-- What is being asked --
Using the entries below, copy out all lines where "async" is found.

-- Dataset excerpts --
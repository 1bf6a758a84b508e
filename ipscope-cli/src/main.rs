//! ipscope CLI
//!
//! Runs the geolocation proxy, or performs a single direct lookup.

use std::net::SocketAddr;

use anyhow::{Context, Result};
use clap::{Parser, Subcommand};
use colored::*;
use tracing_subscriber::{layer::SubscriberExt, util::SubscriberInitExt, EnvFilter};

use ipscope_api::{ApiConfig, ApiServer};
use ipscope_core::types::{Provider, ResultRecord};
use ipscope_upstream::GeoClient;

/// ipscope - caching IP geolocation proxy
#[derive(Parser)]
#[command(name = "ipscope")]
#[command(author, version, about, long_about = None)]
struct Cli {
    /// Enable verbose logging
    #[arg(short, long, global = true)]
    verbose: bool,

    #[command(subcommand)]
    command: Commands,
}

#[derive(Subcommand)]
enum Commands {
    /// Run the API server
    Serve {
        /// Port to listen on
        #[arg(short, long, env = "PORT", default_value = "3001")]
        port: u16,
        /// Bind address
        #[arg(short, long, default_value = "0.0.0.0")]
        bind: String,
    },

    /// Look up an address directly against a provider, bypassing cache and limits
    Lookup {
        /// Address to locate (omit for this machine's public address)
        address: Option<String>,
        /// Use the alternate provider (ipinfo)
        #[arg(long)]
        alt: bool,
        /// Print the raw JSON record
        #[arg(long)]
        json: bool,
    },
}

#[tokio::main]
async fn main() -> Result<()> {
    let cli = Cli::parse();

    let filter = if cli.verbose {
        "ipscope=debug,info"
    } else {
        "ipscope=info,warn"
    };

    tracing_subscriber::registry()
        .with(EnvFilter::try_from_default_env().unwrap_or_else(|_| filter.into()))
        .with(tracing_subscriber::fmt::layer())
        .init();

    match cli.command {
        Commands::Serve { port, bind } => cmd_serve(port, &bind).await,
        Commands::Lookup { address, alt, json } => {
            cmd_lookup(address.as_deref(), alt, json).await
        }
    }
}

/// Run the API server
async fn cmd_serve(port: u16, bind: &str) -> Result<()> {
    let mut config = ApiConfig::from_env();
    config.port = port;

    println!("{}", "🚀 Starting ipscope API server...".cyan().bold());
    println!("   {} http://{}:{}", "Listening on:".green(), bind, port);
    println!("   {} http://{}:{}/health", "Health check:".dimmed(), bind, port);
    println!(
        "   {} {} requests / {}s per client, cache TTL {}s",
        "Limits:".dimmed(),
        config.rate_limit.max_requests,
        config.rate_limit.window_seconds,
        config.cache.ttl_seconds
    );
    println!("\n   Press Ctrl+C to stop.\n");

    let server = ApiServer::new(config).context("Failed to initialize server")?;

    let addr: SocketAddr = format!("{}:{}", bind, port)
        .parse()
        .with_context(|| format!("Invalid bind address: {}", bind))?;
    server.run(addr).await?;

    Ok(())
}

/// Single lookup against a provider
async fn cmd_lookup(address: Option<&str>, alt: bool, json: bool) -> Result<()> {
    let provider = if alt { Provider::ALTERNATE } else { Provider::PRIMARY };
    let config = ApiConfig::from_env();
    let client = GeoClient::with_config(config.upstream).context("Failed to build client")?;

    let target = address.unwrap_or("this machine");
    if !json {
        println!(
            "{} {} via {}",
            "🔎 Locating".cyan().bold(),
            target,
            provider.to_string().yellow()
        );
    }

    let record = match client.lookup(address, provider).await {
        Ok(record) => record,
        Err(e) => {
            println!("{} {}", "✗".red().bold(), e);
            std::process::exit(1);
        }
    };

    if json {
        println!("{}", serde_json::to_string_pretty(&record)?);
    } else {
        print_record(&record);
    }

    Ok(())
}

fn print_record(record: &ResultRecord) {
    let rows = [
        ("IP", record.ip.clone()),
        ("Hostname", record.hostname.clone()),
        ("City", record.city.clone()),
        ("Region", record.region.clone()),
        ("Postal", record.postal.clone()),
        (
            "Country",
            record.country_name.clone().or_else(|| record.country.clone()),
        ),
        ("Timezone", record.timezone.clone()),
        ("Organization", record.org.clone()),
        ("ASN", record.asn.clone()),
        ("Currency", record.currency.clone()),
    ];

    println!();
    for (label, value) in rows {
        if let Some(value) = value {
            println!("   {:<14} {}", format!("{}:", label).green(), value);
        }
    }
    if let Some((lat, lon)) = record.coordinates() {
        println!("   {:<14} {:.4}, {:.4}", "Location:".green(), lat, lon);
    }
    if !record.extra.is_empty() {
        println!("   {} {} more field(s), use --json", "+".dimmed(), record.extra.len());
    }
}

-- Problem solution --
async fn main() -> Result<()> {
async fn cmd_serve(port: u16, bind: &str) -> Result<()> {
async fn cmd_lookup(address: Option<&str>, alt: bool, json: bool) -> Result<()> {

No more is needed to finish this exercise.